Alonso-Luna, O., Mercado-Celis, G. E., Melendez-Zajgla, J., Barquera, R., Zapata-Tarres, M., Juárez-Villegas, L. E., et al. (2024). Germline mutations in pediatric cancer cohort with mixed-ancestry Mexicans. Molecular Genetics & Genomic Medicine, 12(1): e2332. doi:10.1002/mgg3.2332.

Cite as: https://hdl.handle.net/21.11116/0000-000E-1E7B-8

Abstract

Background:
Childhood cancer is one of the primary causes of disease-related death in 5- to 14-year-old children and currently no prevention strategies exist to reduce the incidence of this disease. Childhood cancer has a larger hereditary component compared with cancer in adults. Few genetic studies have been conducted on children with cancer.
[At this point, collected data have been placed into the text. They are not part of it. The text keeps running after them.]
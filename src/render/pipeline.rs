use std::io::{Cursor, Write as _};
use std::path::{Path, PathBuf};

use image::RgbImage;

use crate::assets::fonts::ResolvedFont;
use crate::assets::store::{TextBrushRgba8, TextLayoutEngine};
use crate::foundation::core::{Canvas, ColorPair, HAlign, Rgb8, VAlign};
use crate::foundation::error::{QuoteError, QuoteResult};
use crate::render::cpu::{composite_over_rgb, rasterize_lines};
use crate::render::gradient::vertical_gradient;
use crate::render::layout::{WRAP_WIDTH, place_lines, wrap_text};

/// Generated files are named `<OUTPUT_PREFIX>_<uuid>.png`.
pub const OUTPUT_PREFIX: &str = "temp_image";

/// Everything needed to draw one card, already validated.
#[derive(Clone, Debug)]
pub struct RenderRequest {
    pub text: String,
    pub font: ResolvedFont,
    pub colors: ColorPair,
    pub valign: VAlign,
    pub halign: HAlign,
}

/// Compose the card in memory.
#[tracing::instrument(skip(request), fields(font = request.font.spec.name))]
pub fn render_image(request: &RenderRequest, canvas: Canvas) -> QuoteResult<RgbImage> {
    let mut img = vertical_gradient(canvas, request.colors);

    let lines = wrap_text(&request.text, WRAP_WIDTH);
    if lines.is_empty() {
        tracing::debug!("no text to draw");
        return Ok(img);
    }

    let mut engine = TextLayoutEngine::new();
    let family = engine.register_font(&request.font.bytes)?;
    let brush = TextBrushRgba8::opaque(Rgb8::WHITE);
    let shaped = lines
        .iter()
        .map(|l| engine.layout_line(l, &family, request.font.size_px(), brush))
        .collect::<QuoteResult<Vec<_>>>()?;

    let sizes: Vec<_> = shaped.iter().map(|s| s.size).collect();
    let origins = place_lines(canvas, &sizes, request.valign, request.halign);
    tracing::debug!(lines = shaped.len(), "laid out text block");

    let layer = rasterize_lines(canvas, &request.font.bytes, &shaped, &origins)?;
    composite_over_rgb(&mut img, layer.data_as_u8_slice())?;
    Ok(img)
}

/// Compose the card and write it as a fresh PNG under `out_dir`.
pub fn render_to_file(
    request: &RenderRequest,
    canvas: Canvas,
    out_dir: &Path,
) -> QuoteResult<PathBuf> {
    let img = render_image(request, canvas)?;
    write_png_unique(&img, out_dir)
}

pub fn output_file_name() -> String {
    format!("{OUTPUT_PREFIX}_{}.png", uuid::Uuid::new_v4())
}

/// Encode `img` as PNG into a newly created file; never overwrites.
pub fn write_png_unique(img: &RgbImage, out_dir: &Path) -> QuoteResult<PathBuf> {
    let mut buf = Vec::new();
    img.write_to(&mut Cursor::new(&mut buf), image::ImageFormat::Png)
        .map_err(|e| QuoteError::render_io(format!("png encode: {e}")))?;

    let path = out_dir.join(output_file_name());
    let mut file = std::fs::File::create_new(&path)
        .map_err(|e| QuoteError::render_io(format!("create '{}': {e}", path.display())))?;
    if let Err(e) = file.write_all(&buf) {
        drop(file);
        let _ = std::fs::remove_file(&path);
        return Err(QuoteError::render_io(format!(
            "write '{}': {e}",
            path.display()
        )));
    }

    tracing::info!(path = %path.display(), bytes = buf.len(), "wrote image");
    Ok(path)
}

#[cfg(test)]
#[path = "../../tests/unit/render/pipeline.rs"]
mod tests;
Additionally, Latin American populations are underrepresented in genomic studies compared with other populations. Therefore, the aim of this study is to analyze germline mutations in a group of mixed-ancestry Mexican pediatric patients with solid and hematological cancers.
Methods:
We analyzed genetic variants from 40 Mexican childhood cancer patients and their relatives. DNA from saliva or blood samples was used for whole-exome sequencing. All variants were identified following GATK best practices.
Results:
We found that six patients (15%) were carriers of germline mutations in CDKN2A, CHEK2, DICER1, FANCA, MSH6, MUTYH, NF1, and SBDS cancer predisposition genes, and additional new variants predicted to be deleterious by in silico algorithms. A population genetics analysis detected five components consistent with the demographic models assumed for modern mixed-ancestry Mexicans.
Conclusions:
This report identifies potential genetic risk factors and provides a better understanding of the underlying mechanisms of childhood cancer in this population.